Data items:
• • • •

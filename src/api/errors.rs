use axum::{
    extract::rejection::{JsonRejection, QueryRejection},
    http::StatusCode,
    response::{IntoResponse, Response},
    Json,
};
use serde_json::json;
use thiserror::Error;

use crate::error::ValidationError;

#[derive(Debug, Error)]
pub enum AppError {
    #[error(transparent)]
    Validation(#[from] ValidationError),

    /// Request body missing, not JSON, or not the expected shape.
    #[error(transparent)]
    Json(#[from] JsonRejection),

    #[error(transparent)]
    Query(#[from] QueryRejection),

    #[error(transparent)]
    Internal(#[from] anyhow::Error),
}

impl IntoResponse for AppError {
    fn into_response(self) -> Response {
        let status = match &self {
            AppError::Validation(_) => StatusCode::BAD_REQUEST,
            AppError::Json(rejection) => rejection.status(),
            AppError::Query(rejection) => rejection.status(),
            AppError::Internal(_) => StatusCode::INTERNAL_SERVER_ERROR,
        };
        let body = Json(json!({ "detail": self.to_string() }));
        (status, body).into_response()
    }
}

#[cfg(test)]
mod tests {
    use super::*;

    #[test]
    fn validation_maps_to_bad_request() {
        let resp = AppError::from(ValidationError::InvalidDuration).into_response();
        assert_eq!(resp.status(), StatusCode::BAD_REQUEST);
    }

    #[test]
    fn internal_maps_to_server_error() {
        let resp = AppError::from(anyhow::anyhow!("boom")).into_response();
        assert_eq!(resp.status(), StatusCode::INTERNAL_SERVER_ERROR);
    }
}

• • • •

> [ABOUT THIS TASK]:
Lines of the data that include the string "body" are to be counted; report the total by itself.

> [EXERCISE OUTPUT]:
3